Lines that include the string "crates" are the ones to copy from the entries below.
-- Opening Marker --
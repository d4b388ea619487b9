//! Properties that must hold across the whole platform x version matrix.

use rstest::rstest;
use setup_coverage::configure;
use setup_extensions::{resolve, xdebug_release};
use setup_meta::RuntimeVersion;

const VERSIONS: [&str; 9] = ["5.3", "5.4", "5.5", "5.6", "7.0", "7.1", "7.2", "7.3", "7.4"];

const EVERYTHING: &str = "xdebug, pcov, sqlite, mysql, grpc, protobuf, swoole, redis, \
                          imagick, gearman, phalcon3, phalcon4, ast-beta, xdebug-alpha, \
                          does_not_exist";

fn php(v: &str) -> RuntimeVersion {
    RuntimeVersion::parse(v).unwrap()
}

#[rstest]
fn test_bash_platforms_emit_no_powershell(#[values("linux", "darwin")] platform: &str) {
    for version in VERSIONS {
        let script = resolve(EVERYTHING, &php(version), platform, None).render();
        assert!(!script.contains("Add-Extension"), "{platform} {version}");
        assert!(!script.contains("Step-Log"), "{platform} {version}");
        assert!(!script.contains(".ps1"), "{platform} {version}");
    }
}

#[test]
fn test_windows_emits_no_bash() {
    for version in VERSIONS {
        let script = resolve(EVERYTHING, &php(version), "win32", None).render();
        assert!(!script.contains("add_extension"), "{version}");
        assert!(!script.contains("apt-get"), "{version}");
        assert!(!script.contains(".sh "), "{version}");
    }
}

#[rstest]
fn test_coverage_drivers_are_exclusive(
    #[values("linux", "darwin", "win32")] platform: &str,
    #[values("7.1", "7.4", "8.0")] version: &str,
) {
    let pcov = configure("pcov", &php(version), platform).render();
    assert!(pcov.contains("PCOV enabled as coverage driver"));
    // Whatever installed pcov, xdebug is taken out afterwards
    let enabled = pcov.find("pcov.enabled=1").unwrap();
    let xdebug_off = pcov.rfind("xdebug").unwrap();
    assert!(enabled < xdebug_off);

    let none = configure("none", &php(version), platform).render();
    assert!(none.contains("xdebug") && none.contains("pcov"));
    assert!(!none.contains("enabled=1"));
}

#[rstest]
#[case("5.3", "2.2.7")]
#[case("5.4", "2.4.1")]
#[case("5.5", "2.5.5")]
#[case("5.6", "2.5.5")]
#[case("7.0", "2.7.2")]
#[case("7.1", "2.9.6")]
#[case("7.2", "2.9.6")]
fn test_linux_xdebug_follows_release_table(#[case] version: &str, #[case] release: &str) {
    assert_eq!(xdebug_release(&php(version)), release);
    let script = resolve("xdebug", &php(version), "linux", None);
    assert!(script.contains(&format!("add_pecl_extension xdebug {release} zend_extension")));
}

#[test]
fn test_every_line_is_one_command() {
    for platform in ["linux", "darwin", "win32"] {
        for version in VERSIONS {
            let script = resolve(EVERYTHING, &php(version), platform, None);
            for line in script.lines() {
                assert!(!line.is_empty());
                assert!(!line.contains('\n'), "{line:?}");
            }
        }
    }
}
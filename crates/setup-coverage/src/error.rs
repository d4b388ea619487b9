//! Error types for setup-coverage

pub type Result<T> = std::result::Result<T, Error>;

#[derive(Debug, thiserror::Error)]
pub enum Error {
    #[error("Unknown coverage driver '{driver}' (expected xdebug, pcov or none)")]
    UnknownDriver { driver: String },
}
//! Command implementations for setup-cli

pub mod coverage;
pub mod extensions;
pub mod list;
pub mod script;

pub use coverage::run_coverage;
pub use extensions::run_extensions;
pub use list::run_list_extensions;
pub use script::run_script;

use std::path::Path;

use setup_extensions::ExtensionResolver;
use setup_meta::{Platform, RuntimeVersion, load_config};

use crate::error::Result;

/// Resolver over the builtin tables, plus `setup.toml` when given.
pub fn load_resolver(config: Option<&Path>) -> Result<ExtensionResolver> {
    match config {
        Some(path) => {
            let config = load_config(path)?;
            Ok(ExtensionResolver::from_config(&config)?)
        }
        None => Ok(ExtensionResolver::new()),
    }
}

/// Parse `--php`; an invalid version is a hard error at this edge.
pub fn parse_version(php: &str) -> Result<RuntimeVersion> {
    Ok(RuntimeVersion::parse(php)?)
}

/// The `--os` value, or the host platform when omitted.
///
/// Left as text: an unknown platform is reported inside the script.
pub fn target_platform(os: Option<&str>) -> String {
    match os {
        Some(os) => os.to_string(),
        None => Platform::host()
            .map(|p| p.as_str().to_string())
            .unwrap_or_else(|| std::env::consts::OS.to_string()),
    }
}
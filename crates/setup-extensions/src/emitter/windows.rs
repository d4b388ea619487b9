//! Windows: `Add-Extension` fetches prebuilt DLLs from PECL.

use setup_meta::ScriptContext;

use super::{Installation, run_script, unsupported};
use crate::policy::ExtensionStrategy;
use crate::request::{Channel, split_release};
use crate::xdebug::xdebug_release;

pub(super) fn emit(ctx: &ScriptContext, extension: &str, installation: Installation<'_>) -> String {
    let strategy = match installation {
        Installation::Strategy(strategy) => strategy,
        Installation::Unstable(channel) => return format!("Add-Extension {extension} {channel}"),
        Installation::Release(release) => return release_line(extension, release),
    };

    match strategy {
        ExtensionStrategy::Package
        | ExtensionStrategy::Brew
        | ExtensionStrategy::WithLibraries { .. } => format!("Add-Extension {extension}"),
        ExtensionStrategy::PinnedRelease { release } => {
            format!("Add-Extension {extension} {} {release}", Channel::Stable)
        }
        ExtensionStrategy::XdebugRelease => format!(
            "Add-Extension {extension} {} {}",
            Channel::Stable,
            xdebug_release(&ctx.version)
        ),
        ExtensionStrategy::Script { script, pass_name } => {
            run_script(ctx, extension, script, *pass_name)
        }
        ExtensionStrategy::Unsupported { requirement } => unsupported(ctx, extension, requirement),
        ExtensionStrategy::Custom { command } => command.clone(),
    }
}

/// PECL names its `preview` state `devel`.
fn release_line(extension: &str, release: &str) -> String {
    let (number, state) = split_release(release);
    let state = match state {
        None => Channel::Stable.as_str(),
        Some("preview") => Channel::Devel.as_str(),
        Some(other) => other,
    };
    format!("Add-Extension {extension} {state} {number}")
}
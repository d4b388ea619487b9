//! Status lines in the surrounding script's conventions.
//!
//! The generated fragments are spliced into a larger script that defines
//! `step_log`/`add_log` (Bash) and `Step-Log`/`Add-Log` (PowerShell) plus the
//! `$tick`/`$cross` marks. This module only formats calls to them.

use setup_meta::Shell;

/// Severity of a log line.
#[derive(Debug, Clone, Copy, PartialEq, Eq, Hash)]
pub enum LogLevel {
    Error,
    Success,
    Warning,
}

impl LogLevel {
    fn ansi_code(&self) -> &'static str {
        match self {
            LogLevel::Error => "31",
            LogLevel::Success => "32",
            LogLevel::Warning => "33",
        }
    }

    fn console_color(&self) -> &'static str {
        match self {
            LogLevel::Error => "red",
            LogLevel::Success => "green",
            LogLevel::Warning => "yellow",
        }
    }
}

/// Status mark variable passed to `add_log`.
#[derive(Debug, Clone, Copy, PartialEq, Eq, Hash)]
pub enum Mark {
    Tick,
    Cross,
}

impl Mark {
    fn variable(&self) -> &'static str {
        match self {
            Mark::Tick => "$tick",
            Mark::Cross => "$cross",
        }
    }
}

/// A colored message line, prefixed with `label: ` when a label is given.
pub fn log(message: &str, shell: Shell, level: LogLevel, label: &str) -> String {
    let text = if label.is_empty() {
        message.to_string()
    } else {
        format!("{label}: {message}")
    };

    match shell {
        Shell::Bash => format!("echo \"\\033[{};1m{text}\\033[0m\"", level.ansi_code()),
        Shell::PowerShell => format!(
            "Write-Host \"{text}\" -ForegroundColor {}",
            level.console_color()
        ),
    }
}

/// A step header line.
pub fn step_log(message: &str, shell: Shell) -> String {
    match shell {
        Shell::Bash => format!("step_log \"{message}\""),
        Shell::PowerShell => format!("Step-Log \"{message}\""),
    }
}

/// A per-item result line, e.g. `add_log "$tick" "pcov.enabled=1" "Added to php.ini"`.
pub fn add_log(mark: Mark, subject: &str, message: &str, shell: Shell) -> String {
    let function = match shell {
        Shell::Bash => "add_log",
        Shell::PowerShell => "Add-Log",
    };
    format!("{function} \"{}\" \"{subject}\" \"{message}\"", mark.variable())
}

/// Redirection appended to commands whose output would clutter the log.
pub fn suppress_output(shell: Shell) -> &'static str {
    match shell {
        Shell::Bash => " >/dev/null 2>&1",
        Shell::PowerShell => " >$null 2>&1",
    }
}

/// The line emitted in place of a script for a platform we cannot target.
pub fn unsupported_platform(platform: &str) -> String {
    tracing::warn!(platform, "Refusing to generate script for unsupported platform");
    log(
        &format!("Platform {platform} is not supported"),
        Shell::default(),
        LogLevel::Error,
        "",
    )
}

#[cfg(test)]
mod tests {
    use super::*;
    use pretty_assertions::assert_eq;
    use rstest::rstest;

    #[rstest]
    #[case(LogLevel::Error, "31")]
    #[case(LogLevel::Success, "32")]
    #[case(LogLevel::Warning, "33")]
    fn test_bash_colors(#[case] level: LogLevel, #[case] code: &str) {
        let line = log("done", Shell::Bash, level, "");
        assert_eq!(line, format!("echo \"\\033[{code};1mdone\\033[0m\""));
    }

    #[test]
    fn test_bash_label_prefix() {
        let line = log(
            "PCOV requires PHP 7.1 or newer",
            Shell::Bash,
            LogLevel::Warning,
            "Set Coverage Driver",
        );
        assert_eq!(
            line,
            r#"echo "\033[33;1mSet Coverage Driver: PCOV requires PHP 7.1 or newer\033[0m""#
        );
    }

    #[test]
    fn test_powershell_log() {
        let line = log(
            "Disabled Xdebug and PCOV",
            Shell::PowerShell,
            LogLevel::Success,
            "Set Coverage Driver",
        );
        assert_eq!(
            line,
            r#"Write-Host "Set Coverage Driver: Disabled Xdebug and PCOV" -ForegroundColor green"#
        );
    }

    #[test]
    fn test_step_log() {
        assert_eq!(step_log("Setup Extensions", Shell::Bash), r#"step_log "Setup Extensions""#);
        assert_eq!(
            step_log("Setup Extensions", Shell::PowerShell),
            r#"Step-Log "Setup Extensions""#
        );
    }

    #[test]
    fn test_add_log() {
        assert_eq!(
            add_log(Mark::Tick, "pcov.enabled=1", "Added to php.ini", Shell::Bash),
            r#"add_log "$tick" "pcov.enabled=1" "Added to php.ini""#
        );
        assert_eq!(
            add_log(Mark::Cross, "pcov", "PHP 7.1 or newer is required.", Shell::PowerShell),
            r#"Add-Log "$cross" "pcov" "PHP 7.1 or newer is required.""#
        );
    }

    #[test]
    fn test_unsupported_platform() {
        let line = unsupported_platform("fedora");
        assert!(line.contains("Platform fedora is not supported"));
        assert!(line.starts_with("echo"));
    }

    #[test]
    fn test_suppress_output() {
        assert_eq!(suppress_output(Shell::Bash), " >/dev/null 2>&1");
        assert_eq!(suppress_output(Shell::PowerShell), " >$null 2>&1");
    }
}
-- Closing Marker --
-- Opening Marker --
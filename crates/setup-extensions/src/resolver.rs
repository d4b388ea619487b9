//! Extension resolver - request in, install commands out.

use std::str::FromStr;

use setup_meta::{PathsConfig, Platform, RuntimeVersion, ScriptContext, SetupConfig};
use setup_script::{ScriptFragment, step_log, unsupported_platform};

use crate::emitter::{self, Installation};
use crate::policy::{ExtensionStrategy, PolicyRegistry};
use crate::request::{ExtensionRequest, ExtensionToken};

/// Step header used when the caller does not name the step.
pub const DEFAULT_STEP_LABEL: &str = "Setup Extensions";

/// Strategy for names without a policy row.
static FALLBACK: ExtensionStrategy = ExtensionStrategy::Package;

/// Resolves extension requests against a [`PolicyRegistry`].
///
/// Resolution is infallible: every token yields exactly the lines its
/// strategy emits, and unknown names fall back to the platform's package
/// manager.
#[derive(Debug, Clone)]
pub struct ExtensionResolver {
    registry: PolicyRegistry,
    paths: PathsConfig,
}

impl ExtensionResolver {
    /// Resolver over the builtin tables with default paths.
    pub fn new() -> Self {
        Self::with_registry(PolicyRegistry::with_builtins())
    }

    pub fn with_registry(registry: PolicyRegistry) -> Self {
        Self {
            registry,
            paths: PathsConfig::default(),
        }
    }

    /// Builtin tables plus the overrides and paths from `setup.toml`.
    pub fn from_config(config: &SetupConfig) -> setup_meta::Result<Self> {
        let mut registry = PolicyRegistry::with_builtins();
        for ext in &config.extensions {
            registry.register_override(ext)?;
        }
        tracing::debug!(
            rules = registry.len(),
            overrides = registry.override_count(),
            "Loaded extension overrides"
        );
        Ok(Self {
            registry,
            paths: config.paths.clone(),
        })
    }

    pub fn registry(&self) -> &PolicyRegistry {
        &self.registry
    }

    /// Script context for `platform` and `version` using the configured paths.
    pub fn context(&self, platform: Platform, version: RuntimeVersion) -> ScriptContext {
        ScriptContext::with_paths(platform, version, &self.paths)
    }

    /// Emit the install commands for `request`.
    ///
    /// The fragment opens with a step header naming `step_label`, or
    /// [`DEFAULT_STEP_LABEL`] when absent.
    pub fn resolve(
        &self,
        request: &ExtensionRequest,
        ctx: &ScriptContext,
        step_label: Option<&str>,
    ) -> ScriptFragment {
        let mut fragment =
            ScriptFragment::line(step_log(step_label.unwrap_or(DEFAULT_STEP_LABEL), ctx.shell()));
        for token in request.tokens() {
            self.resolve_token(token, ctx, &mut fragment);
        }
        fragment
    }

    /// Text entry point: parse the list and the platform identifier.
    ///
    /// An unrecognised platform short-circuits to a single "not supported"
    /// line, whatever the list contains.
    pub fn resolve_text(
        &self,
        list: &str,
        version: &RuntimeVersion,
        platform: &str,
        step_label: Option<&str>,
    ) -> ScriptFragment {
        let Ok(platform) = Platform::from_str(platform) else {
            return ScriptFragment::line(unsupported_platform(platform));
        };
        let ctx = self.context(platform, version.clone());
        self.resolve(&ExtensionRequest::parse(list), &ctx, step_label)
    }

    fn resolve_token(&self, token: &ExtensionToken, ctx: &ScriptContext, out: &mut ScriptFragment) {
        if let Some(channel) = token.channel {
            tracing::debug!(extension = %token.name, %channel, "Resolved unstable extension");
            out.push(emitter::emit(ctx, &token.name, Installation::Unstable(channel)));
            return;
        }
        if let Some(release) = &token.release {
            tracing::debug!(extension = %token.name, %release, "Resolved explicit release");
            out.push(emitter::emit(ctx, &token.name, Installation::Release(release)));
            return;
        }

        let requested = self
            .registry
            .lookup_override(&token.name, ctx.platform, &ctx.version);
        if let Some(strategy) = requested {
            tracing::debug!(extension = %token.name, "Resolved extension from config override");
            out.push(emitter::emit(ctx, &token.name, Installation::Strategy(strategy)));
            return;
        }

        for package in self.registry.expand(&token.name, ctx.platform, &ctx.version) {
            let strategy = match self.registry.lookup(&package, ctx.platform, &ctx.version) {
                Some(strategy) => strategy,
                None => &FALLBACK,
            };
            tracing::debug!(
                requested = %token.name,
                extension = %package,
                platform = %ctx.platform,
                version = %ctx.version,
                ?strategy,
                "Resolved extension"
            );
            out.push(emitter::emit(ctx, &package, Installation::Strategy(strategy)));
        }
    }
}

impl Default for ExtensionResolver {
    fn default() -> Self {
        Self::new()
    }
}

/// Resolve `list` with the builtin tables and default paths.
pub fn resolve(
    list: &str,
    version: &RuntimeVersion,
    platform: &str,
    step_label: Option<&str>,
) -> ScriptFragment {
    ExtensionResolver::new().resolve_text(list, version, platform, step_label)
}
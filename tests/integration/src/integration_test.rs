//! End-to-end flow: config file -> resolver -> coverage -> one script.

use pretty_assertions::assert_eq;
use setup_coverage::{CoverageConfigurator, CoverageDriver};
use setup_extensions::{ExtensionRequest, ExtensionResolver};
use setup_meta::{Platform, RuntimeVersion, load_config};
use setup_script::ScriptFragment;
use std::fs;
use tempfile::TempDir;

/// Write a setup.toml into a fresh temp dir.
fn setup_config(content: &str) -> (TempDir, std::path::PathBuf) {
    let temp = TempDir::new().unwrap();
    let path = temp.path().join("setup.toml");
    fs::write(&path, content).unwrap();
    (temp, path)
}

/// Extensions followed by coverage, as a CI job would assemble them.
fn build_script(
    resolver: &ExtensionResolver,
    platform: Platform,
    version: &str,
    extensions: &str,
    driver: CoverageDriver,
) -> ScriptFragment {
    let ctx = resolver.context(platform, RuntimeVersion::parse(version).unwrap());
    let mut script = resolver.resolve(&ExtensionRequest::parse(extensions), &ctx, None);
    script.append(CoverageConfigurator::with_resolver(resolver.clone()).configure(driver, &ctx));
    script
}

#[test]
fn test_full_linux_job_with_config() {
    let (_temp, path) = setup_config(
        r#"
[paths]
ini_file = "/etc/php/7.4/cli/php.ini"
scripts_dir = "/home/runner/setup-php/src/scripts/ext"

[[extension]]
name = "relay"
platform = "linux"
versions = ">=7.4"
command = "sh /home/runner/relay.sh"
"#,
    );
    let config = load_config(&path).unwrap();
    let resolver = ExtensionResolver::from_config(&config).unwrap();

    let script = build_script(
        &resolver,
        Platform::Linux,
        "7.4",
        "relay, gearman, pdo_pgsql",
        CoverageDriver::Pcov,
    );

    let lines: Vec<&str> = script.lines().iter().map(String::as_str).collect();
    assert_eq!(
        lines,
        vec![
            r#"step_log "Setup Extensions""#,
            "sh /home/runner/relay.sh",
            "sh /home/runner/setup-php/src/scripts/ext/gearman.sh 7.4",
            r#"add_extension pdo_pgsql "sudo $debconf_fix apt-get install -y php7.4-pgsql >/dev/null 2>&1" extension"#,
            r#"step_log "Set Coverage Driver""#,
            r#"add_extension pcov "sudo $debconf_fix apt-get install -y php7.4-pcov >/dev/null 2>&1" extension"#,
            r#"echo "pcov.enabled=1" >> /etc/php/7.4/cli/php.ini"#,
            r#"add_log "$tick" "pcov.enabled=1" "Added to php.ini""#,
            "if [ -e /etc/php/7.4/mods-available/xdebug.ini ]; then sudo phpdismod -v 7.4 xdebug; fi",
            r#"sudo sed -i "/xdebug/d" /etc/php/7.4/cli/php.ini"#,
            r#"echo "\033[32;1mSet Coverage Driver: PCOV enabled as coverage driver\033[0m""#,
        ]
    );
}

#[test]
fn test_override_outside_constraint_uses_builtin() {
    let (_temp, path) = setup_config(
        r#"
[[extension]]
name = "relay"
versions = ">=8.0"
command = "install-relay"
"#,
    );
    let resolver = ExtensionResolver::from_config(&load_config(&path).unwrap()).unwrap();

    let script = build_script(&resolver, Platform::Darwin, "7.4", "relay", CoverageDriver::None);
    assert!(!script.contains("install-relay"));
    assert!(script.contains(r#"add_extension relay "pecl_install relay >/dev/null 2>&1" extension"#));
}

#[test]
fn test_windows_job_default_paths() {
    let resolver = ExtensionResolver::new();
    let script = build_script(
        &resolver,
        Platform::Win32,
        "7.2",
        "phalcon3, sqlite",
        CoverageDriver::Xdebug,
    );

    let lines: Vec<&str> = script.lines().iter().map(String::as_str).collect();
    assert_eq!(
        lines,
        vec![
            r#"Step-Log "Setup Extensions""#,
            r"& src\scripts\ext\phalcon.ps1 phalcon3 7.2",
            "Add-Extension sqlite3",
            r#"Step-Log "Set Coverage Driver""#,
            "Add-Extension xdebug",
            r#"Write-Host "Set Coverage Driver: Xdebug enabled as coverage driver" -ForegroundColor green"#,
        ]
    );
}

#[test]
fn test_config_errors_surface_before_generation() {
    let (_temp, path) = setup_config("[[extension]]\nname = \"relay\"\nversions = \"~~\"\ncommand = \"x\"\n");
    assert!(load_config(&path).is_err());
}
-- Closing Marker --
-- Opening Marker --
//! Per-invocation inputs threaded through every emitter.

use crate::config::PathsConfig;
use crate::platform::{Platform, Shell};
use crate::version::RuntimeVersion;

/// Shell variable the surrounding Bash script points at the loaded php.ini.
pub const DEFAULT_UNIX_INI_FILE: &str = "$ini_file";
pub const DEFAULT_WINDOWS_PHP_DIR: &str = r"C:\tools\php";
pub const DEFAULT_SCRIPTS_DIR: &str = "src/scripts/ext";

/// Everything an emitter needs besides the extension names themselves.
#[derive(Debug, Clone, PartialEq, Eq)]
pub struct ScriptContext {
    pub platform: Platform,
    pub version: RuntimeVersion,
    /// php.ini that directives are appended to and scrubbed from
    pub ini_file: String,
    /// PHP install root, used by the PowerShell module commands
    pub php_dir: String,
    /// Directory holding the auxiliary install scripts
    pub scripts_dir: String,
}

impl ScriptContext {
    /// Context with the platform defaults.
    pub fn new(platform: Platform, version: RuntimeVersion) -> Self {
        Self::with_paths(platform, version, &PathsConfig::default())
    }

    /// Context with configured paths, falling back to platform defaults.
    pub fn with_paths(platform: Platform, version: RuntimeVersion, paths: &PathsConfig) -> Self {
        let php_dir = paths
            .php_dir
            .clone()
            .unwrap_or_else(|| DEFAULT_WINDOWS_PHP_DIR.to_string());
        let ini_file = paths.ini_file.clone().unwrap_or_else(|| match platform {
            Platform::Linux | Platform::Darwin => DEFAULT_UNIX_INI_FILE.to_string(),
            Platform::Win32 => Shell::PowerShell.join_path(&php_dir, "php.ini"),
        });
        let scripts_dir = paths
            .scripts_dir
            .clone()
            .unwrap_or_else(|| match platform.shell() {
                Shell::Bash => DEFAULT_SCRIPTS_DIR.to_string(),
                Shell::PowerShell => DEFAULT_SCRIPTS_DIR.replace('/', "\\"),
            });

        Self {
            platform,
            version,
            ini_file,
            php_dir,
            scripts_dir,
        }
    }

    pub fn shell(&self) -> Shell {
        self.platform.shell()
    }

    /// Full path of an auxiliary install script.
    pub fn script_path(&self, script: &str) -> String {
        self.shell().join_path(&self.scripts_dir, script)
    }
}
-- Closing Marker --
→ **Result**
filename crates/setup-coverage/src/error.rs
filename crates/setup-extensions/src/emitter/windows.rs
filename crates/setup-extensions/src/resolver.rs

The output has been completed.